Directions for this task
Please set down the records below exactly as they appear.

(Entries taken from a collection)
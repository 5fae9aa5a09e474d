#![allow(dead_code)]

use std::os::unix::fs::PermissionsExt;
use std::path::PathBuf;
use std::time::Duration;

use claude_bridge_core::ClaudeBridge;
use claude_bridge_core::CliConfig;
use claude_bridge_core::ExecOptions;
use tempfile::TempDir;

/// Writes an executable script standing in for the real CLI. The body runs
/// under `/bin/sh` with the invocation's argv in `"$@"`.
pub fn stub_tool(dir: &TempDir, body: &str) -> PathBuf {
    let path = dir.path().join("claude");
    std::fs::write(&path, format!("#!/bin/sh\n{body}\n")).expect("write stub tool");
    let mut perms = std::fs::metadata(&path).expect("stat stub tool").permissions();
    perms.set_mode(0o755);
    std::fs::set_permissions(&path, perms).expect("chmod stub tool");
    path
}

pub fn config_for(tool: impl Into<PathBuf>) -> CliConfig {
    CliConfig::default()
        .with_claude_path(tool)
        .with_api_key("sk-test")
        .with_grace_period(Duration::from_millis(200))
}

pub fn bridge_for(tool: impl Into<PathBuf>) -> ClaudeBridge {
    ClaudeBridge::new(config_for(tool))
}

/// Options with a deadline short enough that a wedged stub cannot stall
/// the whole test run.
pub fn options() -> ExecOptions {
    ExecOptions::default().with_timeout(Duration::from_secs(10))
}

/// True while `pid` names a live process.
pub fn process_alive(pid: u32) -> bool {
    unsafe { libc::kill(pid as libc::pid_t, 0) == 0 }
}

/// Polls until `pid` is gone, failing the test if it survives `within`.
pub async fn wait_until_dead(pid: u32, within: Duration) {
    let deadline = tokio::time::Instant::now() + within;
    while process_alive(pid) {
        assert!(
            tokio::time::Instant::now() < deadline,
            "process {pid} still alive after {within:?}"
        );
        tokio::time::sleep(Duration::from_millis(25)).await;
    }
}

Solution for this exercise
repository 5fae9aa5a09e474d
#![allow(dead_code)]

use std::os::unix::fs::PermissionsExt;
use std::path::PathBuf;
use std::time::Duration;

use claude_bridge_core::ClaudeBridge;
use claude_bridge_core::CliConfig;
use claude_bridge_core::ExecOptions;
use tempfile::TempDir;

/// Writes an executable script standing in for the real CLI. The body runs
/// under `/bin/sh` with the invocation's argv in `"$@"`.
pub fn stub_tool(dir: &TempDir, body: &str) -> PathBuf {
    let path = dir.path().join("claude");
    std::fs::write(&path, format!("#!/bin/sh\n{body}\n")).expect("write stub tool");
    let mut perms = std::fs::metadata(&path).expect("stat stub tool").permissions();
    perms.set_mode(0o755);
    std::fs::set_permissions(&path, perms).expect("chmod stub tool");
    path
}

pub fn config_for(tool: impl Into<PathBuf>) -> CliConfig {
    CliConfig::default()
        .with_claude_path(tool)
        .with_api_key("sk-test")
        .with_grace_period(Duration::from_millis(200))
}

pub fn bridge_for(tool: impl Into<PathBuf>) -> ClaudeBridge {
    ClaudeBridge::new(config_for(tool))
}

/// Options with a deadline short enough that a wedged stub cannot stall
/// the whole test run.
pub fn options() -> ExecOptions {
    ExecOptions::default().with_timeout(Duration::from_secs(10))
}

/// True while `pid` names a live process.
pub fn process_alive(pid: u32) -> bool {
    unsafe { libc::kill(pid as libc::pid_t, 0) == 0 }
}

/// Polls until `pid` is gone, failing the test if it survives `within`.
pub async fn wait_until_dead(pid: u32, within: Duration) {
    let deadline = tokio::time::Instant::now() + within;
    while process_alive(pid) {
        assert!(
            tokio::time::Instant::now() < deadline,
            "process {pid} still alive after {within:?}"
        );
        tokio::time::sleep(Duration::from_millis(25)).await;
    }
}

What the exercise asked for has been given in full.